Okay. That seemed good.
I got back, went upstairs to make a call and check on the phone - and guess what? It wasn't fixed and notably there hadn't been an attempt to fix it. Despite the "commitment" of Verizon on with their specific date and time - which of course means that expectations are set pretty specifically, now aren't they?
Apparently Verizon was unaware of that. This time I went back on line, set up a technical call for March 5, 2009 between 8:00am and 7:00pm - a horrible window length - because it locked me down to the house for the entire day - despite the fact that it was their problem.
Thinking about this aroused my NY-genetic ire and I called to Verizon repair - on the phone - a different one needless to say (though I said it). The repair person told me that she didn't see the March 3 record though it turned out it was there and that she thought it would be repaired by today from the Central Office. No prob. But she would leave the March 5 (This call was March 4) appointment in any case.
It wasn't.
She didn't.
So when I called March 5 in the PMI found that I had to schedule ANOTHER appointment for another day. I asked for a supervisor after a battle (though I was diplomatic and polite since it wasn't the tech person who I was talking to's fault) and was told one would get back to me that day in just a few minutes.
I waited and waited. Never heard from a supervisor. For that matter from anyone until.....
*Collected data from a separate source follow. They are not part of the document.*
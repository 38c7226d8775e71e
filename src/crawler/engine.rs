//! Crawl engine: bounded concurrent page fetching
//!
//! This module handles:
//! - Global concurrency limiting via a semaphore
//! - Depth bounding of follow-up requests
//! - Handing each fetched page's anchors to a [`PageHandler`]
//! - Draining the work queue (`wait_until_drained`), the single join point
//!   of a crawl
//!
//! Handlers run synchronously on the runtime's worker threads, after all
//! network I/O for the page has completed, so several handlers may run in
//! parallel against different pages.

use crate::crawler::fetcher::{fetch_url, FetchResult};
use crate::crawler::parser::{extract_anchors, LinkElement};
use crate::state::{PageRole, TRANSPORT_FAILURE_STATUS};
use reqwest::Client;
use std::sync::Arc;
use tokio::sync::Semaphore;
use tokio::task::JoinSet;
use url::Url;

/// The page whose elements are being handled
#[derive(Debug, Clone, PartialEq, Eq)]
pub struct PageContext {
    /// The URL that was requested
    pub url: Url,

    /// The URL the response was served from, after redirects; relative
    /// links on the page resolve against it
    pub base: Url,

    /// The page's position in the link hierarchy
    pub role: PageRole,

    /// Link-follow hops from the root page
    pub depth: u32,
}

/// A request from a handler to fetch another page
#[derive(Debug, Clone, PartialEq, Eq)]
pub struct FollowLink {
    pub url: Url,
    pub role: PageRole,
}

/// Callbacks invoked by the engine for each fetched page
pub trait PageHandler: Send + Sync + 'static {
    /// Called once per `<a href>` element on a successfully fetched page
    ///
    /// Returning `Some` asks the engine to fetch another page one level
    /// deeper; the engine drops requests beyond its maximum depth.
    fn on_element(&self, page: &PageContext, element: &LinkElement) -> Option<FollowLink>;

    /// Called after every element of a page has been handled
    fn on_page_complete(&self, _page: &PageContext) {}

    /// Called when a page could not be fetched
    fn on_error(&self, page: &PageContext, status_code: u16, message: &str);
}

/// Counters kept by the engine over one crawl
#[derive(Debug, Clone, Default, PartialEq, Eq)]
pub struct EngineStats {
    /// Pages fetched and handed to the handler
    pub pages_fetched: u64,

    /// Pages whose fetch failed
    pub pages_failed: u64,

    /// Follow requests dropped by the depth bound
    pub links_beyond_depth: u64,
}

/// What a finished page task hands back to the engine
struct PageOutcome {
    depth: u32,
    fetched: bool,
    follows: Vec<FollowLink>,
}

/// Engine driving fetches through a bounded pool of concurrent workers
pub struct CrawlEngine<H: PageHandler> {
    client: Client,
    handler: Arc<H>,
    permits: Arc<Semaphore>,
    max_depth: u32,
    tasks: JoinSet<PageOutcome>,
    stats: EngineStats,
}

impl<H: PageHandler> CrawlEngine<H> {
    /// Creates a new engine
    ///
    /// # Arguments
    ///
    /// * `client` - HTTP client used for every fetch
    /// * `handler` - Receives page elements and fetch errors
    /// * `max_concurrent` - Maximum number of fetches in flight
    /// * `max_depth` - Deepest page (in hops from the seed) that will be fetched
    pub fn new(client: Client, handler: Arc<H>, max_concurrent: usize, max_depth: u32) -> Self {
        Self {
            client,
            handler,
            permits: Arc::new(Semaphore::new(max_concurrent.max(1))),
            max_depth,
            tasks: JoinSet::new(),
            stats: EngineStats::default(),
        }
    }

    /// Enqueues a page fetch
    ///
    /// Must be called from within a Tokio runtime. Returns false if the page
    /// lies beyond the maximum depth and was dropped.
    pub fn visit(&mut self, url: Url, role: PageRole, depth: u32) -> bool {
        if depth > self.max_depth {
            tracing::debug!(
                "Not following {} ({}): depth {} exceeds {}",
                url,
                role,
                depth,
                self.max_depth
            );
            self.stats.links_beyond_depth += 1;
            return false;
        }

        tracing::debug!("Queueing {} as {} at depth {}", url, role, depth);

        let page = PageContext {
            base: url.clone(),
            url,
            role,
            depth,
        };
        let client = self.client.clone();
        let handler = Arc::clone(&self.handler);
        let permits = Arc::clone(&self.permits);

        self.tasks.spawn(async move {
            let worker = tokio::spawn(process_page(
                client,
                Arc::clone(&handler),
                permits,
                page.clone(),
            ));
            match worker.await {
                Ok(outcome) => outcome,
                Err(e) => {
                    tracing::error!("Page task for {} did not complete: {}", page.url, e);
                    let message = format!("Page processing aborted: {}", page.url);
                    handler.on_error(&page, TRANSPORT_FAILURE_STATUS, &message);
                    PageOutcome {
                        depth: page.depth,
                        fetched: false,
                        follows: Vec::new(),
                    }
                }
            }
        });
        true
    }

    /// Waits until every queued page, and every page those pages queued,
    /// has been processed
    pub async fn wait_until_drained(&mut self) -> EngineStats {
        while let Some(joined) = self.tasks.join_next().await {
            let outcome = match joined {
                Ok(outcome) => outcome,
                Err(e) => {
                    tracing::error!("Page task did not complete: {}", e);
                    self.stats.pages_failed += 1;
                    continue;
                }
            };

            if outcome.fetched {
                self.stats.pages_fetched += 1;
                if self.stats.pages_fetched % 10 == 0 {
                    tracing::info!(
                        "Progress: {} pages fetched, {} in flight",
                        self.stats.pages_fetched,
                        self.tasks.len()
                    );
                }
            } else {
                self.stats.pages_failed += 1;
            }

            for follow in outcome.follows {
                self.visit(follow.url, follow.role, outcome.depth + 1);
            }
        }

        self.stats.clone()
    }

    /// Counters so far
    pub fn stats(&self) -> &EngineStats {
        &self.stats
    }
}

/// Fetches one page and runs the handler over it
async fn process_page<H: PageHandler>(
    client: Client,
    handler: Arc<H>,
    permits: Arc<Semaphore>,
    mut page: PageContext,
) -> PageOutcome {
    let depth = page.depth;

    let fetch_result = {
        let Ok(_permit) = permits.acquire_owned().await else {
            tracing::error!("Worker pool closed before {} was fetched", page.url);
            return PageOutcome {
                depth,
                fetched: false,
                follows: Vec::new(),
            };
        };
        fetch_url(&client, &page.url).await
    };

    match fetch_result {
        FetchResult::Success {
            final_url,
            status_code,
            body,
        } => {
            tracing::debug!(
                "Fetched {} ({}, final URL {}, {} bytes)",
                page.url,
                status_code,
                final_url,
                body.len()
            );
            page.base = final_url;
            let follows = handle_page(&*handler, &page, &body);
            PageOutcome {
                depth,
                fetched: true,
                follows,
            }
        }
        failed => {
            let (status_code, reason) = failed.failure().unwrap_or_default();
            let message = format!("{}: {}", reason, page.url);
            tracing::warn!("Failed to fetch {} ({}): {}", page.url, status_code, reason);
            handler.on_error(&page, status_code, &message);
            PageOutcome {
                depth,
                fetched: false,
                follows: Vec::new(),
            }
        }
    }
}

/// Runs the handler over every anchor of a fetched page
fn handle_page<H: PageHandler>(handler: &H, page: &PageContext, body: &str) -> Vec<FollowLink> {
    let follows = extract_anchors(body)
        .iter()
        .filter_map(|element| handler.on_element(page, element))
        .collect();
    handler.on_page_complete(page);
    follows
}
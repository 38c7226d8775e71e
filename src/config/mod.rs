//! Configuration module for Transit-Mapper
//!
//! This module handles loading, parsing, and validating TOML configuration files.
//! Every section has defaults, so a run without a config file crawls the
//! default route listing with the default output directory.
//!
//! # Example
//!
//! ```no_run
//! use transit_mapper::config::load_config;
//! use std::path::Path;
//!
//! let config = load_config(Path::new("transit-mapper.toml")).unwrap();
//! println!("Crawling routes from: {}", config.crawler.root_url);
//! ```

mod parser;
mod types;
mod validation;

// Re-export types
pub use types::{Config, CrawlerConfig, OutputConfig, UserAgentConfig, DEFAULT_ROOT_URL};

// Re-export parser functions
pub use parser::{content_hash, load_config, load_config_with_hash};
pub use validation::validate;
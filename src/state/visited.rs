use std::collections::HashSet;
use std::sync::{PoisonError, RwLock};
use url::Url;

/// Concurrency-safe set of page URLs that have been processed
///
/// Reads take a shared lock and marks an exclusive one, so readers never see
/// a half-inserted entry. A check followed by a mark from two threads is not
/// atomic: two workers can both see a URL as unvisited and both process it.
/// The result containers absorb the duplicate writes.
#[derive(Debug, Default)]
pub struct VisitedTracker {
    urls: RwLock<HashSet<String>>,
}

impl VisitedTracker {
    pub fn new() -> Self {
        Self::default()
    }

    /// Marks a URL as processed
    ///
    /// Returns true if the URL was not already marked.
    pub fn mark_visited(&self, url: &Url) -> bool {
        self.urls
            .write()
            .unwrap_or_else(PoisonError::into_inner)
            .insert(url.as_str().to_string())
    }

    /// Returns true if the URL has been marked
    pub fn is_visited(&self, url: &Url) -> bool {
        self.urls
            .read()
            .unwrap_or_else(PoisonError::into_inner)
            .contains(url.as_str())
    }

    /// Number of distinct URLs marked so far
    pub fn len(&self) -> usize {
        self.urls.read().unwrap_or_else(PoisonError::into_inner).len()
    }

    pub fn is_empty(&self) -> bool {
        self.len() == 0
    }
}
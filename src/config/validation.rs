use crate::config::types::{Config, CrawlerConfig, OutputConfig, UserAgentConfig};
use crate::ConfigError;
use url::Url;

/// Deepest traversal the crawl supports: root listing, then route pages
const MAX_SUPPORTED_DEPTH: u32 = 2;

/// Validates the entire configuration
pub fn validate(config: &Config) -> Result<(), ConfigError> {
    validate_crawler_config(&config.crawler)?;
    validate_user_agent_config(&config.user_agent)?;
    validate_output_config(&config.output)?;
    Ok(())
}

/// Validates crawler configuration
fn validate_crawler_config(config: &CrawlerConfig) -> Result<(), ConfigError> {
    let root = Url::parse(&config.root_url)
        .map_err(|e| ConfigError::InvalidUrl(format!("Invalid root-url: {}", e)))?;

    if root.scheme() != "http" && root.scheme() != "https" {
        return Err(ConfigError::InvalidUrl(format!(
            "root-url '{}' must use http or https",
            config.root_url
        )));
    }

    if config.max_depth > MAX_SUPPORTED_DEPTH {
        return Err(ConfigError::Validation(format!(
            "max_depth must be at most {}, got {}",
            MAX_SUPPORTED_DEPTH, config.max_depth
        )));
    }

    if config.max_concurrent_pages_open < 1 || config.max_concurrent_pages_open > 100 {
        return Err(ConfigError::Validation(format!(
            "max_concurrent_pages_open must be between 1 and 100, got {}",
            config.max_concurrent_pages_open
        )));
    }

    if config.request_timeout < 1 {
        return Err(ConfigError::Validation(
            "request_timeout must be >= 1 second".to_string(),
        ));
    }

    Ok(())
}

/// Validates user agent configuration
fn validate_user_agent_config(config: &UserAgentConfig) -> Result<(), ConfigError> {
    if config.crawler_name.is_empty() {
        return Err(ConfigError::Validation(
            "crawler_name cannot be empty".to_string(),
        ));
    }

    if !config
        .crawler_name
        .chars()
        .all(|c| c.is_alphanumeric() || c == '-')
    {
        return Err(ConfigError::Validation(format!(
            "crawler_name must contain only alphanumeric characters and hyphens, got '{}'",
            config.crawler_name
        )));
    }

    Url::parse(&config.contact_url)
        .map_err(|e| ConfigError::InvalidUrl(format!("Invalid contact_url: {}", e)))?;

    validate_email(&config.contact_email)?;

    Ok(())
}

/// Validates output configuration
fn validate_output_config(config: &OutputConfig) -> Result<(), ConfigError> {
    if config.directory.trim().is_empty() {
        return Err(ConfigError::Validation(
            "output directory cannot be empty".to_string(),
        ));
    }

    Ok(())
}

/// Basic email validation
fn validate_email(email: &str) -> Result<(), ConfigError> {
    if email.is_empty() {
        return Err(ConfigError::Validation(
            "contact_email cannot be empty".to_string(),
        ));
    }

    let Some((local, domain)) = email.split_once('@') else {
        return Err(ConfigError::Validation(format!(
            "Invalid email format: '{}'",
            email
        )));
    };

    if local.is_empty() || domain.is_empty() || domain.contains('@') {
        return Err(ConfigError::Validation(format!(
            "Invalid email format: '{}'",
            email
        )));
    }

    if !domain.contains('.') {
        return Err(ConfigError::Validation(format!(
            "Invalid email domain: '{}'",
            email
        )));
    }

    Ok(())
}

#[cfg(test)]
mod tests {
    use super::*;

    #[test]
    fn test_default_config_is_valid() {
        assert!(validate(&Config::default()).is_ok());
    }

    #[test]
    fn test_validate_root_url() {
        let mut config = Config::default();
        config.crawler.root_url = "not a url".to_string();
        assert!(matches!(validate(&config), Err(ConfigError::InvalidUrl(_))));

        config.crawler.root_url = "ftp://example.com/routes".to_string();
        assert!(matches!(validate(&config), Err(ConfigError::InvalidUrl(_))));

        config.crawler.root_url = "http://127.0.0.1:8080/m/routes/".to_string();
        assert!(validate(&config).is_ok());
    }

    #[test]
    fn test_validate_max_depth() {
        let mut config = Config::default();
        config.crawler.max_depth = 3;
        assert!(validate(&config).is_err());

        config.crawler.max_depth = 0;
        assert!(validate(&config).is_ok());
    }

    #[test]
    fn test_validate_crawler_name() {
        let mut config = Config::default();
        config.user_agent.crawler_name = "bad name!".to_string();
        assert!(validate(&config).is_err());

        config.user_agent.crawler_name = String::new();
        assert!(validate(&config).is_err());
    }

    #[test]
    fn test_validate_output_directory() {
        let mut config = Config::default();
        config.output.directory = "  ".to_string();
        assert!(validate(&config).is_err());
    }

    #[test]
    fn test_validate_email() {
        assert!(validate_email("user@example.com").is_ok());
        assert!(validate_email("admin@sub.example.com").is_ok());

        assert!(validate_email("").is_err());
        assert!(validate_email("invalid").is_err());
        assert!(validate_email("@example.com").is_err());
        assert!(validate_email("user@").is_err());
        assert!(validate_email("user@domain").is_err());
        assert!(validate_email("a@b@example.com").is_err());
    }
}
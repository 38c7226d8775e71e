//! HTTP fetcher implementation
//!
//! This module handles all HTTP requests for the crawler, including:
//! - Building HTTP clients with proper user agent strings
//! - GET requests to fetch page content
//! - Error classification
//!
//! Each URL is attempted exactly once; there is no retry.

use crate::config::{CrawlerConfig, UserAgentConfig};
use crate::state::TRANSPORT_FAILURE_STATUS;
use reqwest::Client;
use std::time::Duration;
use url::Url;

/// Result of a fetch operation
#[derive(Debug)]
pub enum FetchResult {
    /// Successfully fetched the page
    Success {
        /// Final URL after redirects
        final_url: Url,
        /// HTTP status code
        status_code: u16,
        /// Page body content
        body: String,
    },

    /// The server answered with a non-2xx status
    HttpError {
        /// The HTTP status code
        status_code: u16,
        /// Canonical reason phrase, e.g. "Internal Server Error"
        reason: String,
    },

    /// Network error (connection refused, timeout, unreadable body, etc.)
    NetworkError {
        /// Error description
        error: String,
    },
}

impl FetchResult {
    /// Status code and message for the error table, or None on success
    pub fn failure(&self) -> Option<(u16, String)> {
        match self {
            Self::Success { .. } => None,
            Self::HttpError {
                status_code,
                reason,
            } => Some((*status_code, reason.clone())),
            Self::NetworkError { error } => Some((TRANSPORT_FAILURE_STATUS, error.clone())),
        }
    }
}

/// Builds an HTTP client with proper configuration
///
/// # Example
///
/// ```no_run
/// use transit_mapper::config::{CrawlerConfig, UserAgentConfig};
/// use transit_mapper::crawler::build_http_client;
///
/// let client = build_http_client(&UserAgentConfig::default(), &CrawlerConfig::default()).unwrap();
/// ```
pub fn build_http_client(
    user_agent: &UserAgentConfig,
    crawler: &CrawlerConfig,
) -> Result<Client, reqwest::Error> {
    Client::builder()
        .user_agent(user_agent.header_value())
        .timeout(Duration::from_secs(crawler.request_timeout))
        .connect_timeout(Duration::from_secs(crawler.request_timeout.min(10)))
        .gzip(true)
        .brotli(true)
        .build()
}

/// Fetches a URL once and classifies the outcome
///
/// | Condition              | Result                           |
/// |------------------------|----------------------------------|
/// | 2xx                    | `Success` with the body          |
/// | any other status       | `HttpError` with status + reason |
/// | timeout                | `NetworkError("Request timeout")`|
/// | connection failure     | `NetworkError("Connection refused")` |
/// | body read failure etc. | `NetworkError` with the error    |
pub async fn fetch_url(client: &Client, url: &Url) -> FetchResult {
    match client.get(url.clone()).send().await {
        Ok(response) => {
            let status = response.status();
            let final_url = response.url().clone();

            if !status.is_success() {
                return FetchResult::HttpError {
                    status_code: status.as_u16(),
                    reason: status
                        .canonical_reason()
                        .unwrap_or("Unknown Status")
                        .to_string(),
                };
            }

            match response.text().await {
                Ok(body) => FetchResult::Success {
                    final_url,
                    status_code: status.as_u16(),
                    body,
                },
                Err(e) => FetchResult::NetworkError {
                    error: e.to_string(),
                },
            }
        }
        Err(e) => {
            if e.is_timeout() {
                FetchResult::NetworkError {
                    error: "Request timeout".to_string(),
                }
            } else if e.is_connect() {
                FetchResult::NetworkError {
                    error: "Connection refused".to_string(),
                }
            } else {
                FetchResult::NetworkError {
                    error: e.to_string(),
                }
            }
        }
    }
}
The Good Story of the Good Man
I received late on the 5th a call from a technician named Jay. He told me that he had been to the house that afternoon and checked the line outside the house and it was showing a dial tone. I told him it still wasn't working. He thought it might be the base unit of the Bang & Olufsen phone system I have. He then gave me some things to try and said, "if they don't work, call me tomorrow and I'll come back to help you." I thanked him, tried what he said, they didn't work and on March 6 I called him.
He came within about 1.5 hours and he checked every single line and cord until we isolated the the problem (he isolated the problem - I watched) to a bad cord. Fixed that, and voila! The phone worked.
Thing is not just that Jay went out of his way to make sure that this all worked but that he was dignified, good natured and calm the entire time he was at my house working on this. The power of his gracious nature was just simply...there. He went out of his way to help me figure this out and came back to do that - despite his protestations that this was "just my job." The reality is that this is the way he SAW his job - which means providing superb customer service above and beyond ordinary standards. Ordinary standards are baseline meeting of expectations - but Verizon would do well to learn that "meeting expectations" is considerably lower than decent service because of a history of horrible customer service.
What makes Jay unique was his personal character and his expectation of his own standard which are set regardless of the expectations of the customers being low and of Verizon accepting those low expectations as fine with them. What Verizon would be smart to do - which is why they won't - is to sit Jay down and figure out what makes this good man do what he does and institutionalize at least his customer service practices. They won't be able to do that with his personal dignity and decency - there, he owns that franchise.
I'm going to give Verizon a mulligan on this one because Jay was such a great technician and exceptional person. But Jay bought them the time. They'd better get their act together because if it weren't for him, they would have run out of time.
Good human beings always trump bad companies - even if they work for them.